The documentary is gripping and utterly poignant. Hearing his inner, unwavering fury takes on a dark possession.  His voice and soul feel weary but he is unrelenting against the demons he waged battle with every single day of his life.   Seeing him from his early days rising up through the boxing world first as the “Baby-faced Assassin” to his later years as the lines of anguish take over his face and his body becomes heavily drawn with symbolic tattoos, his killer instinct clashing with his vulnerability. At the world premiere screening, his wife Teresa and son, Johnny Jr. came out to introduce the film but did not return after the screening, as much as everyone wanted to see them.  I wasn’t surprised to learn that it was too overwhelming for them and Eddie declined to do a Q&A out of respect, feeling that what’s important in the doc is Johnny, and Teresa is the only person who could talk about and for him. He told me that a couple days later when I got the opportunity to interview him.  I learned the ABQ native has some Bolivian lineage and found out more about both Tapia films.  Here’s a redacted transcription of our talk:

How did you know Johnny, how far did you too go back?

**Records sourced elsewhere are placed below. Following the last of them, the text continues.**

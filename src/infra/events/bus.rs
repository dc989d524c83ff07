//! In-process publish/subscribe bus for domain events.

use std::collections::HashMap;
use std::fmt;
use std::future::Future;
use std::pin::Pin;
use std::sync::{Arc, RwLock};

use async_trait::async_trait;
use tokio::sync::Semaphore;
use tokio::task::JoinHandle;
use tracing::{debug, error, instrument};

use crate::domain::{DeliveryError, DomainEvent};
use crate::infra::metrics;

/// Default number of async dispatches allowed to run at once
pub const DEFAULT_ASYNC_CONCURRENCY: usize = 64;

/// Subscriber for one or more event types
#[async_trait]
pub trait EventHandler: Send + Sync {
    /// Name used in logs and aggregate errors
    fn name(&self) -> &str;

    async fn handle(&self, event: &DomainEvent) -> anyhow::Result<()>;
}

type HandlerFuture = Pin<Box<dyn Future<Output = anyhow::Result<()>> + Send>>;

/// Handler backed by a closure
pub struct FnHandler<F> {
    name: String,
    f: F,
}

#[async_trait]
impl<F> EventHandler for FnHandler<F>
where
    F: Fn(DomainEvent) -> HandlerFuture + Send + Sync,
{
    fn name(&self) -> &str {
        &self.name
    }

    async fn handle(&self, event: &DomainEvent) -> anyhow::Result<()> {
        (self.f)(event.clone()).await
    }
}

/// Adapt an async closure into an [`EventHandler`]
///
/// ```ignore
/// bus.subscribe("deposit.completed", handler_fn("audit", |event| async move {
///     tracing::info!(event_id = %event.id, "audited");
///     anyhow::Ok(())
/// }));
/// ```
pub fn handler_fn<F, Fut>(name: impl Into<String>, f: F) -> Arc<dyn EventHandler>
where
    F: Fn(DomainEvent) -> Fut + Send + Sync + 'static,
    Fut: Future<Output = anyhow::Result<()>> + Send + 'static,
{
    Arc::new(FnHandler {
        name: name.into(),
        f: move |event: DomainEvent| -> HandlerFuture { Box::pin(f(event)) },
    })
}

/// Event bus keyed by event type
///
/// Handlers for a type run in registration order. `publish` waits for all of
/// them; `publish_async` schedules the same dispatch on a separate task.
pub struct EventBus {
    handlers: RwLock<HashMap<String, Vec<Arc<dyn EventHandler>>>>,
    async_permits: Arc<Semaphore>,
}

impl fmt::Debug for EventBus {
    fn fmt(&self, f: &mut fmt::Formatter<'_>) -> fmt::Result {
        f.debug_struct("EventBus")
            .field("event_types", &self.event_types())
            .field("async_permits", &self.async_permits.available_permits())
            .finish()
    }
}

impl Default for EventBus {
    fn default() -> Self {
        Self::new(DEFAULT_ASYNC_CONCURRENCY)
    }
}

impl EventBus {
    /// `async_concurrency` bounds in-flight `publish_async` dispatches
    pub fn new(async_concurrency: usize) -> Self {
        Self {
            handlers: RwLock::new(HashMap::new()),
            async_permits: Arc::new(Semaphore::new(async_concurrency.max(1))),
        }
    }

    pub fn subscribe(&self, event_type: &str, handler: Arc<dyn EventHandler>) {
        debug!(event_type, handler = handler.name(), "Handler subscribed");
        self.handlers
            .write()
            .unwrap_or_else(|e| e.into_inner())
            .entry(event_type.to_string())
            .or_default()
            .push(handler);
    }

    pub fn handler_count(&self, event_type: &str) -> usize {
        self.handlers
            .read()
            .unwrap_or_else(|e| e.into_inner())
            .get(event_type)
            .map_or(0, Vec::len)
    }

    pub fn event_types(&self) -> Vec<String> {
        let mut types: Vec<String> = self
            .handlers
            .read()
            .unwrap_or_else(|e| e.into_inner())
            .keys()
            .cloned()
            .collect();
        types.sort();
        types
    }

    /// Run every handler for the event's type and wait for all of them.
    ///
    /// All handlers run even if an earlier one fails. Returns
    /// [`DeliveryError::HandlersFailed`] if at least one failed.
    #[instrument(skip(self, event), fields(event_id = %event.id, event_type = %event.event_type))]
    pub async fn publish(&self, event: &DomainEvent) -> Result<(), DeliveryError> {
        let handlers = self.handlers_for(&event.event_type);
        metrics::try_record_published(&event.event_type, "sync");
        dispatch(&handlers, event).await
    }

    /// Schedule dispatch on a spawned task and return immediately.
    ///
    /// Handler errors are logged, never returned. Delivery is not
    /// guaranteed; durable delivery goes through the outbox. The handle may
    /// be dropped; awaiting it waits for the dispatch to finish.
    pub fn publish_async(&self, event: DomainEvent) -> JoinHandle<()> {
        let handlers = self.handlers_for(&event.event_type);
        let permits = Arc::clone(&self.async_permits);
        metrics::try_record_published(&event.event_type, "async");

        tokio::spawn(async move {
            let Ok(_permit) = permits.acquire_owned().await else {
                return;
            };
            if let Err(e) = dispatch(&handlers, &event).await {
                error!(
                    event_id = %event.id,
                    event_type = %event.event_type,
                    error = %e,
                    "Async publish failed"
                );
            }
        })
    }

    // Snapshot so handlers never run under the registry lock
    fn handlers_for(&self, event_type: &str) -> Vec<Arc<dyn EventHandler>> {
        self.handlers
            .read()
            .unwrap_or_else(|e| e.into_inner())
            .get(event_type)
            .cloned()
            .unwrap_or_default()
    }
}

async fn dispatch(
    handlers: &[Arc<dyn EventHandler>],
    event: &DomainEvent,
) -> Result<(), DeliveryError> {
    if handlers.is_empty() {
        debug!(event_type = %event.event_type, "No subscribers for event");
        return Ok(());
    }

    let mut errors = Vec::new();
    for handler in handlers {
        if let Err(e) = handler.handle(event).await {
            error!(
                event_id = %event.id,
                event_type = %event.event_type,
                handler = handler.name(),
                error = %e,
                "Event handler failed"
            );
            errors.push(format!("{}: {}", handler.name(), e));
        }
    }

    if errors.is_empty() {
        Ok(())
    } else {
        metrics::try_record_handler_failures(&event.event_type, errors.len());
        Err(DeliveryError::HandlersFailed {
            event_type: event.event_type.clone(),
            failed: errors.len(),
            total: handlers.len(),
            errors,
        })
    }
}

#[cfg(test)]
mod tests {
    use super::*;
    use crate::domain::EventPayload;
    use rust_decimal::Decimal;
    use std::sync::Mutex;
    use std::time::Duration;
    use uuid::Uuid;

    fn deposit_event() -> DomainEvent {
        DomainEvent::new(
            Uuid::new_v4().to_string(),
            EventPayload::DepositCompleted {
                transaction_id: Uuid::new_v4(),
                owner_id: Uuid::new_v4(),
                amount: Decimal::TEN,
                reference_hash: "ref".to_string(),
            },
        )
    }

    fn recorder(log: &Arc<Mutex<Vec<String>>>, name: &'static str) -> Arc<dyn EventHandler> {
        let log = Arc::clone(log);
        handler_fn(name, move |_event| {
            let log = Arc::clone(&log);
            async move {
                log.lock().unwrap().push(name.to_string());
                anyhow::Ok(())
            }
        })
    }

    #[tokio::test]
    async fn test_publish_runs_handlers_in_registration_order() {
        let bus = EventBus::default();
        let log = Arc::new(Mutex::new(Vec::new()));
        bus.subscribe("deposit.completed", recorder(&log, "first"));
        bus.subscribe("deposit.completed", recorder(&log, "second"));
        bus.subscribe("withdraw.completed", recorder(&log, "other"));

        bus.publish(&deposit_event()).await.unwrap();

        assert_eq!(*log.lock().unwrap(), vec!["first", "second"]);
        assert_eq!(bus.handler_count("deposit.completed"), 2);
    }

    #[tokio::test]
    async fn test_publish_without_subscribers_is_ok() {
        let bus = EventBus::default();
        assert!(bus.publish(&deposit_event()).await.is_ok());
    }

    #[tokio::test]
    async fn test_publish_aggregates_failures_and_runs_every_handler() {
        let bus = EventBus::default();
        let log = Arc::new(Mutex::new(Vec::new()));
        bus.subscribe(
            "deposit.completed",
            handler_fn("broken", |_event| async {
                Err::<(), _>(anyhow::anyhow!("consumer offline"))
            }),
        );
        bus.subscribe("deposit.completed", recorder(&log, "after"));

        let err = bus.publish(&deposit_event()).await.unwrap_err();

        match err {
            DeliveryError::HandlersFailed {
                failed,
                total,
                errors,
                ..
            } => {
                assert_eq!((failed, total), (1, 2));
                assert_eq!(errors, vec!["broken: consumer offline".to_string()]);
            }
            other => panic!("unexpected error: {other}"),
        }
        assert_eq!(*log.lock().unwrap(), vec!["after"]);
    }

    #[tokio::test]
    async fn test_publish_async_returns_before_handlers_finish() {
        let bus = EventBus::default();
        let (release_tx, release_rx) = tokio::sync::oneshot::channel::<()>();
        let release_rx = Arc::new(tokio::sync::Mutex::new(Some(release_rx)));
        let done = Arc::new(Mutex::new(false));

        bus.subscribe("deposit.completed", {
            let done = Arc::clone(&done);
            handler_fn("slow", move |_event| {
                let release_rx = Arc::clone(&release_rx);
                let done = Arc::clone(&done);
                async move {
                    if let Some(rx) = release_rx.lock().await.take() {
                        let _ = rx.await;
                    }
                    *done.lock().unwrap() = true;
                    anyhow::Ok(())
                }
            })
        });

        let handle = bus.publish_async(deposit_event());
        tokio::time::sleep(Duration::from_millis(20)).await;
        assert!(!*done.lock().unwrap());

        release_tx.send(()).unwrap();
        handle.await.unwrap();
        assert!(*done.lock().unwrap());
    }

    #[tokio::test]
    async fn test_publish_async_swallows_handler_errors() {
        let bus = EventBus::new(1);
        bus.subscribe(
            "deposit.completed",
            handler_fn("broken", |_event| async { Err::<(), _>(anyhow::anyhow!("nope")) }),
        );

        let handle = bus.publish_async(deposit_event());
        assert!(handle.await.is_ok());
    }
}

I never actually met him until I knew I wanted to do a movie two years ago.  Back then it was about creating the narrative version of his life so I sold him on my idea of doing one year of his life in his youth and he was totally up for it.  Then I got the rights and we basically just started following him around at that point. As I was following him around I was writing the script.  It was all about research and compiling all this archival footage.

Relating to him.

A lot of it is because he embodies the Albuquerque culture, which is a little bit different. Having somebody that stands out from ABQ is always kind of special and he definitely kept it real from his upbringing so I think that’s why everybody in ABQ has that strong connection with him and each other.  It’s distinct.  The community always looked up to Johnny. There is no professional football or baseball team and he was one of the first professional athletes who came out of that area.  More than seven thousand people came out to his funeral.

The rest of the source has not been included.